Give back an exact copy of the lines in the records below, from the line that has "let (_handle, ticks)" through the line that has "tokio::time::sleep(Duration::from_secs(31)).await;", and nothing besides.

------------------------------------------------------------------------

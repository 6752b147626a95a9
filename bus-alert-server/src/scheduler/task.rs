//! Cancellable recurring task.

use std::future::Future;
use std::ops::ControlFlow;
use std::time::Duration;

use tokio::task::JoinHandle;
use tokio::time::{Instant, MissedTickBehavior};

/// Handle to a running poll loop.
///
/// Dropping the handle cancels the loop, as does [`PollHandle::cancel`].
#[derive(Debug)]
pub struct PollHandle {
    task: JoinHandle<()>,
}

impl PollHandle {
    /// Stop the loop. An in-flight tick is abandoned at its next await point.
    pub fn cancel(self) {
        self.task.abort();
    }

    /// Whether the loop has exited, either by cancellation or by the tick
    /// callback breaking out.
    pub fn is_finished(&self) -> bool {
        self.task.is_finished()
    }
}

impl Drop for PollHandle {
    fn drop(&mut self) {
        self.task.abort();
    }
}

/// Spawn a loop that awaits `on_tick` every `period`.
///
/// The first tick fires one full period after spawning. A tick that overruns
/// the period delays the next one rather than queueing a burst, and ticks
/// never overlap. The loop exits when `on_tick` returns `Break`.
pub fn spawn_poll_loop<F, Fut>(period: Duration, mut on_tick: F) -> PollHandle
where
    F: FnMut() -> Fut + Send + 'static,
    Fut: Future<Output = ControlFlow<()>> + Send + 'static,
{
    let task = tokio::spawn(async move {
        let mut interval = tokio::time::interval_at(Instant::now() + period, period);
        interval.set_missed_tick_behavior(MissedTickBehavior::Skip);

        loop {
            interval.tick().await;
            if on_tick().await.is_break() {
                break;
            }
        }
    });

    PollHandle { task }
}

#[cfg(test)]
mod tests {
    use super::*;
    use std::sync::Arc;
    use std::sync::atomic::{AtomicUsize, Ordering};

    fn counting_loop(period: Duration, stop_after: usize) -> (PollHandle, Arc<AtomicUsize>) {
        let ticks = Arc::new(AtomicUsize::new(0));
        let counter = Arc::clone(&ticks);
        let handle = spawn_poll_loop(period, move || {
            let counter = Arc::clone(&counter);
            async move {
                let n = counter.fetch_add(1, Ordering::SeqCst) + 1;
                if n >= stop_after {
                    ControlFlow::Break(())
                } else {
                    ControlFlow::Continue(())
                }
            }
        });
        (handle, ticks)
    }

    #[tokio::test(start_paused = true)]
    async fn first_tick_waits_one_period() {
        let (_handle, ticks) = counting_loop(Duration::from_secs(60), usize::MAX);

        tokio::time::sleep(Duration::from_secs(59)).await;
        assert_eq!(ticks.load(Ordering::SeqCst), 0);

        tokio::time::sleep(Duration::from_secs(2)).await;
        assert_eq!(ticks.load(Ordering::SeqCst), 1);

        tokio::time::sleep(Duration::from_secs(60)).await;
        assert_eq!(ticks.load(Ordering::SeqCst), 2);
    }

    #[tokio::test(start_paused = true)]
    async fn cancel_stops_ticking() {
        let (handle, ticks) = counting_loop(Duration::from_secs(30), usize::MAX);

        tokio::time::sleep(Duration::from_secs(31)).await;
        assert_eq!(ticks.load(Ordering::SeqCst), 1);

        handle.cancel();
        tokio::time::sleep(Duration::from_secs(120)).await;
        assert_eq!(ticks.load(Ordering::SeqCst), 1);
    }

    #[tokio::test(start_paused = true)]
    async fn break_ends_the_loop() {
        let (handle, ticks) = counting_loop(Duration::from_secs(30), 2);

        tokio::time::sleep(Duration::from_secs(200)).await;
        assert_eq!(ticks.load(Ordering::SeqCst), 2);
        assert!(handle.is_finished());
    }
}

------------------------------------------------------------------------

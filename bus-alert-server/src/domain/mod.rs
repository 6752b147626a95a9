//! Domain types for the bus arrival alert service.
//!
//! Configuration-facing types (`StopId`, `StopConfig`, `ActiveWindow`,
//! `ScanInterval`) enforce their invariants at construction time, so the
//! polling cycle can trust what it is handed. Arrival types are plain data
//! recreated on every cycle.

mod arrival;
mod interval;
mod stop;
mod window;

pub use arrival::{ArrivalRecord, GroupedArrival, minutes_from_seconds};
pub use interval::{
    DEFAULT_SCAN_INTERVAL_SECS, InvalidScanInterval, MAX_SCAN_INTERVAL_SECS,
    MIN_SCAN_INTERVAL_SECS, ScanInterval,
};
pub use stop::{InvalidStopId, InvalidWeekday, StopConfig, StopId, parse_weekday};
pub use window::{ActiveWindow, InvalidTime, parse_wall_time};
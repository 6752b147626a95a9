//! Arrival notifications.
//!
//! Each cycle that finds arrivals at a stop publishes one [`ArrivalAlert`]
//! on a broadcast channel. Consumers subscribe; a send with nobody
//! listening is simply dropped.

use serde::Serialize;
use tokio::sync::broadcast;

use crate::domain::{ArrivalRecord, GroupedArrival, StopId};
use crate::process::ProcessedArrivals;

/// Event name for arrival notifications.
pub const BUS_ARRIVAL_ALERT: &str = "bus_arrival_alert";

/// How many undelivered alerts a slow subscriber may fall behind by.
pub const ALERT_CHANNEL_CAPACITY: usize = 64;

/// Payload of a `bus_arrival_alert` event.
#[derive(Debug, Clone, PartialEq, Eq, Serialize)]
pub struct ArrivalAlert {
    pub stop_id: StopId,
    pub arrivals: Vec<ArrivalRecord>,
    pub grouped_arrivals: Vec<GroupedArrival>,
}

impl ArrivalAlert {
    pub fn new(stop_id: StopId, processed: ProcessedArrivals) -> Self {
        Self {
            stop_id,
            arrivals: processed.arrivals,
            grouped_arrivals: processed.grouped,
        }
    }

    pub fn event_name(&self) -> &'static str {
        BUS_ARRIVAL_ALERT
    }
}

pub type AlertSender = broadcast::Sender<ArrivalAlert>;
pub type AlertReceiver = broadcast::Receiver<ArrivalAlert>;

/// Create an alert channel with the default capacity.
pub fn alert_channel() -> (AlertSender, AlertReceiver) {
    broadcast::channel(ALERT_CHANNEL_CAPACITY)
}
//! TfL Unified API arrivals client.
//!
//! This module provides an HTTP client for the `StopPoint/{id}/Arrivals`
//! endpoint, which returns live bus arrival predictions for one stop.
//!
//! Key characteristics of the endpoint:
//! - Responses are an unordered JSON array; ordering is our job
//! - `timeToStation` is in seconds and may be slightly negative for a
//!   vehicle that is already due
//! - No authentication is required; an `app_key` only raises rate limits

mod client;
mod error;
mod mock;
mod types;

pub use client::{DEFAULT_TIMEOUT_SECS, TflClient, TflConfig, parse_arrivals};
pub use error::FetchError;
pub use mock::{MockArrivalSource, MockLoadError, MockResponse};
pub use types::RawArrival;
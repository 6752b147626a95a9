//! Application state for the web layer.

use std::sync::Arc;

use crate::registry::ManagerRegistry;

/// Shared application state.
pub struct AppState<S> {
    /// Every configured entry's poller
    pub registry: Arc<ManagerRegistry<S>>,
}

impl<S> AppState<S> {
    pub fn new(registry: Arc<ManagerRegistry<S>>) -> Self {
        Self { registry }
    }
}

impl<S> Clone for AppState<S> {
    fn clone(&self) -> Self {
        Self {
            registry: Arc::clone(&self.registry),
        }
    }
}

------------------------------------------------------------------------

### ANSWER TO THE PROBLEM
        let (_handle, ticks) = counting_loop(Duration::from_secs(60), usize::MAX);

        tokio::time::sleep(Duration::from_secs(59)).await;
        assert_eq!(ticks.load(Ordering::SeqCst), 0);

        tokio::time::sleep(Duration::from_secs(2)).await;
        assert_eq!(ticks.load(Ordering::SeqCst), 1);

        tokio::time::sleep(Duration::from_secs(60)).await;
        assert_eq!(ticks.load(Ordering::SeqCst), 2);
    }

    #[tokio::test(start_paused = true)]
    async fn cancel_stops_ticking() {
        let (handle, ticks) = counting_loop(Duration::from_secs(30), usize::MAX);

        tokio::time::sleep(Duration::from_secs(31)).await;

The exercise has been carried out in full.